Table 1 Characteristic stress values and ratios of crack-containing granite under the action of temperature cycling.
Fig. 5
figure 5

Variation of the ratio of characteristic stress to peak stress for cracked granite under temperature cycles.

From Fig. 5a, it is observed that the σccm of cracked granite specimens decreases first and then increases with temperature rise for the same crack angle. The fluctuation range of σccm with crack angle variation is within 2%, indicating that temperature has a significant effect on σccm, while the crack angle has a minimal impact. Figure 5b shows that σcim of cracked granite increases first and then decreases with temperature rise for the same crack angle, with a maximum at 70 °C. At the same temperature, σcim decreases first and then increases with the increase of crack angle, with a larger fluctuation at a 0° crack angle, with variation values of 15.46% and 12.33%. Figure 5c shows that while temperature and crack angle affect the σcdm of cracked granite, the pattern is not evident, with a variation range of about 3% σm. This is because σccm, σcim, and σcdm are significantly influenced by internal pores, prefabricated cracks, natural cracks, the overall structure, and chemical properties of the rock. The inclination angle of cracks significantly impacts the development and initiation of internal cracks in granite, while cyclic temperature primarily affects the initiation of internal pores and cracks within the granite.

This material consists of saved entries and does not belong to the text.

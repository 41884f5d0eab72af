//! Verification token repository.
//!
//! Consumption is an atomic `DELETE ... RETURNING`, so concurrent verify
//! calls can never both succeed for the same token.

use chrono::{DateTime, Utc};
use sqlx::PgPool;

use brightclass_core::{AccountId, AccountKind};

use super::RepositoryError;
use crate::models::VerificationToken;

/// Internal row type for database queries.
#[derive(Debug, sqlx::FromRow)]
struct TokenRow {
    token: String,
    account_id: i32,
    kind: String,
    email: String,
    created_at: DateTime<Utc>,
    expires_at: DateTime<Utc>,
}

impl TryFrom<TokenRow> for VerificationToken {
    type Error = RepositoryError;

    fn try_from(row: TokenRow) -> Result<Self, Self::Error> {
        let kind: AccountKind = row
            .kind
            .parse()
            .map_err(|e| RepositoryError::DataCorruption(format!("invalid kind: {e}")))?;

        Ok(Self {
            token: row.token,
            account_id: AccountId::new(row.account_id),
            kind,
            email: row.email,
            created_at: row.created_at,
            expires_at: row.expires_at,
        })
    }
}

/// Repository for verification token database operations.
pub struct TokenRepository<'a> {
    pool: &'a PgPool,
}

impl<'a> TokenRepository<'a> {
    /// Create a new token repository.
    #[must_use]
    pub const fn new(pool: &'a PgPool) -> Self {
        Self { pool }
    }

    /// Insert a freshly issued token.
    ///
    /// # Errors
    ///
    /// Returns `RepositoryError::Conflict` on a token value collision
    /// (practically impossible with 128 random bits).
    /// Returns `RepositoryError::Database` for other database errors.
    pub async fn insert(
        &self,
        token: &str,
        account_id: AccountId,
        kind: AccountKind,
        email: &str,
        expires_at: DateTime<Utc>,
    ) -> Result<VerificationToken, RepositoryError> {
        let row: TokenRow = sqlx::query_as(
            r"
            INSERT INTO verification_token (token, account_id, kind, email, expires_at)
            VALUES ($1, $2, $3, $4, $5)
            RETURNING token, account_id, kind, email, created_at, expires_at
            ",
        )
        .bind(token)
        .bind(account_id.as_i32())
        .bind(kind.as_str())
        .bind(email)
        .bind(expires_at)
        .fetch_one(self.pool)
        .await
        .map_err(|e| {
            if let sqlx::Error::Database(ref db_err) = e
                && db_err.is_unique_violation()
            {
                return RepositoryError::Conflict("token collision".to_owned());
            }
            RepositoryError::Database(e)
        })?;

        row.try_into()
    }

    /// Atomically consume a token: delete it and return the record, if any.
    ///
    /// The kind filter stops a token issued for one portal from verifying
    /// an account on another.
    ///
    /// # Errors
    ///
    /// Returns `RepositoryError::Database` if the query fails.
    pub async fn consume(
        &self,
        token: &str,
        kind: AccountKind,
    ) -> Result<Option<VerificationToken>, RepositoryError> {
        let row: Option<TokenRow> = sqlx::query_as(
            r"
            DELETE FROM verification_token
            WHERE token = $1 AND kind = $2
            RETURNING token, account_id, kind, email, created_at, expires_at
            ",
        )
        .bind(token)
        .bind(kind.as_str())
        .fetch_optional(self.pool)
        .await?;

        row.map(TryInto::try_into).transpose()
    }

    /// Delete any outstanding tokens for an account (used before re-issuing,
    /// so at most one redeemable token exists per account).
    ///
    /// # Errors
    ///
    /// Returns `RepositoryError::Database` if the query fails.
    pub async fn delete_for_account(&self, account_id: AccountId) -> Result<u64, RepositoryError> {
        let result = sqlx::query("DELETE FROM verification_token WHERE account_id = $1")
            .bind(account_id.as_i32())
            .execute(self.pool)
            .await?;

        Ok(result.rows_affected())
    }

    /// Delete expired tokens (cleanup sweep).
    ///
    /// # Errors
    ///
    /// Returns `RepositoryError::Database` if the query fails.
    pub async fn delete_expired(&self) -> Result<u64, RepositoryError> {
        let result = sqlx::query("DELETE FROM verification_token WHERE expires_at < NOW()")
            .execute(self.pool)
            .await?;

        Ok(result.rows_affected())
    }
}
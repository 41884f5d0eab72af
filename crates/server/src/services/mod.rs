//! Service layer: token verification, outbound email/messaging, the
//! parameterized account lifecycle, and the reminder scan.

pub mod email;
pub mod lifecycle;
pub mod messaging;
pub mod reminders;
pub mod tokens;

pub use email::{EmailError, EmailService};
pub use lifecycle::{AccountLifecycle, LifecycleError, SignupOutcome, SignupRequest};
pub use messaging::{MessagingClient, MessagingError};
pub use reminders::{ReminderJob, ReminderOutcome};
pub use tokens::{TokenError, TokenService};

Analysis of acoustic emission parameters

The variation trends of rock mechanical properties can qualitatively describe the influence of internal rock defects on damage and failure, but it’s challenging to quantify crack numbers and their development intensity under compression. Acoustic emission (AE) ringing counts indicate changes in crack quantity during loading, while AE energy describes crack propagation extent. Additionally, fluctuations in the AE b-value directly reflect the degree of internal damage progression26,27. The last significant drop in b-value before peak stress serves as a characteristic parameter signaling imminent rock failure28, where a lower b-value indicates more intense microcrack development. Therefore, incorporating AE ringing, AE energy, and AE b-value analysis facilitates studying the damage evolution within the rock. The b-value formula is as follows:

$$\lg N={\text{a-b}}M$$
(4)

In the equation, M represents the magnitude, which is calculated as the amplitude of acoustic emission divided by 20. N denotes the number of occurrences within the range of M, typically representing the number of impacts exceeding the acoustic emission amplitude. a is a constant, usually defined based on the type of rock, and b is the ratio of small amplitude events to large amplitude events28.

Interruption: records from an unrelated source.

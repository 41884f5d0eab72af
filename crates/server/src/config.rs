//! Server configuration loaded from environment variables.
//!
//! # Environment Variables
//!
//! ## Required
//! - `BRIGHTCLASS_DATABASE_URL` - `PostgreSQL` connection string
//!   (falls back to `DATABASE_URL`)
//! - `BRIGHTCLASS_BASE_URL` - Public URL for the site (used in email links)
//!
//! ## Optional
//! - `BRIGHTCLASS_HOST` - Bind address (default: 127.0.0.1)
//! - `BRIGHTCLASS_PORT` - Listen port (default: 3000)
//! - `ADMIN_EMAIL_DOMAIN` - Required email domain for admin signups
//! - `FRANCHISE_EMAIL_DOMAIN` - Required email domain for franchise signups
//! - `REMINDER_UTC_OFFSET_MINUTES` - Local-time offset for the reminder scan
//!   (default: 60, West Africa Time)
//! - `REMINDER_COUNTRY_CODE` - Calling code for trunk-prefix rewriting
//!   (default: +234)
//! - `SENTRY_DSN` - Sentry error tracking DSN
//! - `SENTRY_ENVIRONMENT` - Sentry environment name
//!
//! ## Optional (SMTP - enables transactional email)
//! - `SMTP_HOST` / `SMTP_PORT` (default 587) / `SMTP_USERNAME` /
//!   `SMTP_PASSWORD` / `SMTP_FROM`
//!
//! ## Optional (WhatsApp Cloud API - enables class reminders)
//! - `WHATSAPP_ACCESS_TOKEN` - Bearer token
//! - `WHATSAPP_PHONE_NUMBER_ID` - Sender phone-number id

use std::collections::HashMap;
use std::net::{IpAddr, SocketAddr};

use secrecy::SecretString;
use thiserror::Error;

const MIN_ENTROPY_BITS_PER_CHAR: f64 = 3.3;

/// Blocklist of common placeholder patterns (case-insensitive)
const PLACEHOLDER_PATTERNS: &[&str] = &[
    "your-",
    "changeme",
    "replace",
    "placeholder",
    "example",
    "secret",
    "password",
    "xxx",
    "todo",
    "fixme",
    "insert",
    "enter-",
    "put-your",
    "add-your",
];

/// Configuration errors that can occur during loading.
#[derive(Debug, Error)]
pub enum ConfigError {
    #[error("Missing environment variable: {0}")]
    MissingEnvVar(String),
    #[error("Invalid environment variable {0}: {1}")]
    InvalidEnvVar(String, String),
    #[error("Insecure secret in {0}: {1}")]
    InsecureSecret(String, String),
}

/// Server application configuration.
#[derive(Debug, Clone)]
pub struct ServerConfig {
    /// `PostgreSQL` database connection URL (contains password)
    pub database_url: SecretString,
    /// IP address to bind the server to
    pub host: IpAddr,
    /// Port to listen on
    pub port: u16,
    /// Public base URL for the site (email verification links)
    pub base_url: String,
    /// Required email domain for admin signups (None disables the check)
    pub admin_email_domain: Option<String>,
    /// Required email domain for franchise signups (None disables the check)
    pub franchise_email_domain: Option<String>,
    /// Reminder scan configuration
    pub reminder: ReminderConfig,
    /// SMTP configuration (optional - disables email when absent)
    pub email: Option<EmailConfig>,
    /// WhatsApp Cloud API configuration (optional - disables reminders)
    pub messaging: Option<MessagingConfig>,
    /// Sentry DSN for error tracking
    pub sentry_dsn: Option<String>,
    /// Sentry environment (e.g., "staging", "production")
    pub sentry_environment: Option<String>,
}

/// Reminder scan configuration.
#[derive(Debug, Clone)]
pub struct ReminderConfig {
    /// Minutes added to UTC to get local wall-clock time.
    pub utc_offset_minutes: i32,
    /// Country calling code used for trunk-prefix phone rewriting.
    pub country_code: String,
}

/// Email (SMTP) configuration.
///
/// Implements `Debug` manually to redact the password.
#[derive(Clone)]
pub struct EmailConfig {
    /// SMTP server hostname
    pub smtp_host: String,
    /// SMTP server port
    pub smtp_port: u16,
    /// SMTP authentication username
    pub smtp_username: String,
    /// SMTP authentication password
    pub smtp_password: SecretString,
    /// Email sender address (From header)
    pub from_address: String,
}

impl std::fmt::Debug for EmailConfig {
    fn fmt(&self, f: &mut std::fmt::Formatter<'_>) -> std::fmt::Result {
        f.debug_struct("EmailConfig")
            .field("smtp_host", &self.smtp_host)
            .field("smtp_port", &self.smtp_port)
            .field("smtp_username", &self.smtp_username)
            .field("smtp_password", &"[REDACTED]")
            .field("from_address", &self.from_address)
            .finish()
    }
}

/// WhatsApp Cloud API configuration.
///
/// Implements `Debug` manually to redact the access token.
#[derive(Clone)]
pub struct MessagingConfig {
    /// Graph API bearer token
    pub access_token: SecretString,
    /// Sender phone-number id
    pub phone_number_id: String,
}

impl std::fmt::Debug for MessagingConfig {
    fn fmt(&self, f: &mut std::fmt::Formatter<'_>) -> std::fmt::Result {
        f.debug_struct("MessagingConfig")
            .field("access_token", &"[REDACTED]")
            .field("phone_number_id", &self.phone_number_id)
            .finish()
    }
}

impl ServerConfig {
    /// Load configuration from environment variables.
    ///
    /// Calls `dotenvy::dotenv()` to load from `.env` file if present.
    ///
    /// # Errors
    ///
    /// Returns `ConfigError` if required variables are missing, invalid, or
    /// if secrets fail validation (placeholder detection, entropy check).
    pub fn from_env() -> Result<Self, ConfigError> {
        // Load .env file if present (ignore errors if not found)
        let _ = dotenvy::dotenv();

        let database_url = get_database_url("BRIGHTCLASS_DATABASE_URL")?;
        let host = get_env_or_default("BRIGHTCLASS_HOST", "127.0.0.1")
            .parse::<IpAddr>()
            .map_err(|e| {
                ConfigError::InvalidEnvVar("BRIGHTCLASS_HOST".to_string(), e.to_string())
            })?;
        let port = get_env_or_default("BRIGHTCLASS_PORT", "3000")
            .parse::<u16>()
            .map_err(|e| {
                ConfigError::InvalidEnvVar("BRIGHTCLASS_PORT".to_string(), e.to_string())
            })?;
        let base_url = get_required_env("BRIGHTCLASS_BASE_URL")?;

        let admin_email_domain = get_optional_env("ADMIN_EMAIL_DOMAIN");
        let franchise_email_domain = get_optional_env("FRANCHISE_EMAIL_DOMAIN");

        let reminder = ReminderConfig::from_env()?;
        let email = EmailConfig::from_env()?;
        let messaging = MessagingConfig::from_env()?;
        let sentry_dsn = get_optional_env("SENTRY_DSN");
        let sentry_environment = get_optional_env("SENTRY_ENVIRONMENT");

        Ok(Self {
            database_url,
            host,
            port,
            base_url,
            admin_email_domain,
            franchise_email_domain,
            reminder,
            email,
            messaging,
            sentry_dsn,
            sentry_environment,
        })
    }

    /// Returns the socket address for binding the server.
    #[must_use]
    pub const fn socket_addr(&self) -> SocketAddr {
        SocketAddr::new(self.host, self.port)
    }

    /// Returns the base URL with any trailing slash removed.
    #[must_use]
    pub fn base_url_trimmed(&self) -> &str {
        self.base_url.trim_end_matches('/')
    }
}

impl ReminderConfig {
    fn from_env() -> Result<Self, ConfigError> {
        let utc_offset_minutes = get_env_or_default("REMINDER_UTC_OFFSET_MINUTES", "60")
            .parse::<i32>()
            .map_err(|e| {
                ConfigError::InvalidEnvVar("REMINDER_UTC_OFFSET_MINUTES".to_string(), e.to_string())
            })?;
        let country_code = get_env_or_default("REMINDER_COUNTRY_CODE", "+234");

        if !country_code.starts_with('+') {
            return Err(ConfigError::InvalidEnvVar(
                "REMINDER_COUNTRY_CODE".to_string(),
                "must start with '+'".to_string(),
            ));
        }

        Ok(Self {
            utc_offset_minutes,
            country_code,
        })
    }
}

impl EmailConfig {
    fn from_env() -> Result<Option<Self>, ConfigError> {
        let host = get_optional_env("SMTP_HOST");
        let username = get_optional_env("SMTP_USERNAME");
        let password = get_optional_env("SMTP_PASSWORD");
        let from_address = get_optional_env("SMTP_FROM");

        match (host, username, password, from_address) {
            (Some(smtp_host), Some(smtp_username), Some(password), Some(from_address)) => {
                let smtp_port = get_env_or_default("SMTP_PORT", "587")
                    .parse::<u16>()
                    .map_err(|e| {
                        ConfigError::InvalidEnvVar("SMTP_PORT".to_string(), e.to_string())
                    })?;

                Ok(Some(Self {
                    smtp_host,
                    smtp_port,
                    smtp_username,
                    smtp_password: SecretString::from(password),
                    from_address,
                }))
            }
            (None, None, None, None) => Ok(None),
            _ => Err(ConfigError::InvalidEnvVar(
                "SMTP_*".to_string(),
                "SMTP_HOST, SMTP_USERNAME, SMTP_PASSWORD and SMTP_FROM must be set together"
                    .to_string(),
            )),
        }
    }
}

impl MessagingConfig {
    fn from_env() -> Result<Option<Self>, ConfigError> {
        let access_token = get_optional_env("WHATSAPP_ACCESS_TOKEN");
        let phone_number_id = get_optional_env("WHATSAPP_PHONE_NUMBER_ID");

        match (access_token, phone_number_id) {
            (Some(token), Some(id)) => {
                // Real provider tokens are long and random; reject placeholders
                validate_secret_strength(&token, "WHATSAPP_ACCESS_TOKEN")?;
                Ok(Some(Self {
                    access_token: SecretString::from(token),
                    phone_number_id: id,
                }))
            }
            (None, None) => Ok(None),
            _ => Err(ConfigError::InvalidEnvVar(
                "WHATSAPP_*".to_string(),
                "Both WHATSAPP_ACCESS_TOKEN and WHATSAPP_PHONE_NUMBER_ID must be set together"
                    .to_string(),
            )),
        }
    }
}

// =============================================================================
// Helper Functions
// =============================================================================

/// Get a required environment variable.
fn get_required_env(key: &str) -> Result<String, ConfigError> {
    std::env::var(key).map_err(|_| ConfigError::MissingEnvVar(key.to_string()))
}

/// Get database URL with fallback to generic `DATABASE_URL` (used by Fly.io postgres attach).
fn get_database_url(primary_key: &str) -> Result<SecretString, ConfigError> {
    if let Ok(value) = std::env::var(primary_key) {
        return Ok(SecretString::from(value));
    }
    if let Ok(value) = std::env::var("DATABASE_URL") {
        return Ok(SecretString::from(value));
    }
    Err(ConfigError::MissingEnvVar(primary_key.to_string()))
}

/// Get an optional environment variable.
fn get_optional_env(key: &str) -> Option<String> {
    std::env::var(key).ok()
}

/// Get an environment variable with a default value.
fn get_env_or_default(key: &str, default: &str) -> String {
    std::env::var(key).unwrap_or_else(|_| default.to_string())
}

/// Calculate Shannon entropy in bits per character.
fn shannon_entropy(s: &str) -> f64 {
    if s.is_empty() {
        return 0.0;
    }

    let mut freq: HashMap<char, usize> = HashMap::new();
    for c in s.chars() {
        *freq.entry(c).or_insert(0) += 1;
    }

    #[allow(clippy::cast_precision_loss)] // String length will never exceed f64 precision
    let len = s.len() as f64;
    freq.values()
        .map(|&count| {
            #[allow(clippy::cast_precision_loss)] // Character count will never exceed f64 precision
            let p = count as f64 / len;
            -p * p.log2()
        })
        .sum()
}

/// Validate that a secret is not a placeholder and has sufficient entropy.
fn validate_secret_strength(secret: &str, var_name: &str) -> Result<(), ConfigError> {
    let lower = secret.to_lowercase();

    // Check blocklist
    for pattern in PLACEHOLDER_PATTERNS {
        if lower.contains(pattern) {
            return Err(ConfigError::InsecureSecret(
                var_name.to_string(),
                format!("appears to be a placeholder (contains '{pattern}')"),
            ));
        }
    }

    // Check entropy (real provider tokens have high entropy)
    let entropy = shannon_entropy(secret);
    if entropy < MIN_ENTROPY_BITS_PER_CHAR {
        return Err(ConfigError::InsecureSecret(
            var_name.to_string(),
            format!(
                "entropy too low ({entropy:.2} bits/char, need >= {MIN_ENTROPY_BITS_PER_CHAR:.1}). Use the real provider token."
            ),
        ));
    }

    Ok(())
}

#[cfg(test)]
#[allow(clippy::unwrap_used)]
mod tests {
    use super::*;

    #[test]
    fn test_shannon_entropy_empty() {
        assert!((shannon_entropy("") - 0.0).abs() < f64::EPSILON);
    }

    #[test]
    fn test_shannon_entropy_single_char() {
        // All same character = 0 entropy
        assert!((shannon_entropy("aaaaaaa") - 0.0).abs() < f64::EPSILON);
    }

    #[test]
    fn test_shannon_entropy_high() {
        let entropy = shannon_entropy("aB3$xY9!mK2@nL5#");
        assert!(entropy > 3.3);
    }

    #[test]
    fn test_validate_secret_strength_placeholder() {
        let result = validate_secret_strength("your-api-key-here", "TEST_VAR");
        assert!(matches!(result, Err(ConfigError::InsecureSecret(_, _))));
    }

    #[test]
    fn test_validate_secret_strength_low_entropy() {
        let result = validate_secret_strength("aaaaaaaaaaaaaaaaaaaaaaaaaaaaaaaaa", "TEST_VAR");
        assert!(matches!(result, Err(ConfigError::InsecureSecret(_, _))));
    }

    #[test]
    fn test_validate_secret_strength_valid() {
        let result = validate_secret_strength("aB3$xY9!mK2@nL5#pQ7&rT0*uW4^zC6", "TEST_VAR");
        assert!(result.is_ok());
    }

    #[test]
    fn test_base_url_trimmed() {
        let config = test_config("https://brightclass.co/");
        assert_eq!(config.base_url_trimmed(), "https://brightclass.co");
    }

    #[test]
    fn test_socket_addr() {
        let config = test_config("http://localhost:3000");
        let addr = config.socket_addr();
        assert_eq!(addr.ip().to_string(), "127.0.0.1");
        assert_eq!(addr.port(), 3000);
    }

    #[test]
    fn test_messaging_config_debug_redacts_token() {
        let config = MessagingConfig {
            access_token: SecretString::from("EAAG-very-secret-token"),
            phone_number_id: "123456789".to_string(),
        };

        let debug_output = format!("{config:?}");
        assert!(debug_output.contains("123456789"));
        assert!(debug_output.contains("[REDACTED]"));
        assert!(!debug_output.contains("EAAG-very-secret-token"));
    }

    fn test_config(base_url: &str) -> ServerConfig {
        ServerConfig {
            database_url: SecretString::from("postgres://localhost/test"),
            host: "127.0.0.1".parse().unwrap(),
            port: 3000,
            base_url: base_url.to_string(),
            admin_email_domain: Some("brightclass.co".to_string()),
            franchise_email_domain: None,
            reminder: ReminderConfig {
                utc_offset_minutes: 60,
                country_code: "+234".to_string(),
            },
            email: None,
            messaging: None,
            sentry_dsn: None,
            sentry_environment: None,
        }
    }
}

After cyclic temperature effects, the changes in acoustic emission ringing, energy, b-value, and stress-strain curves during the compression process of granite specimens with different crack angles are shown in Fig. 6. The characteristic stress points and b-value drop points in the rock compression process are marked. In Fig. 6a, 66% σm represents the stress percentage at the point where the acoustic emission b-value drops, and “30 − 0” means the specimen temperature is 30 °C with a crack angle of 0°. The other numbers in the figures have similar meanings.

Fig. 6
figure 6

Changes in acoustic emission characteristic parameters of granite with cracks under temperature.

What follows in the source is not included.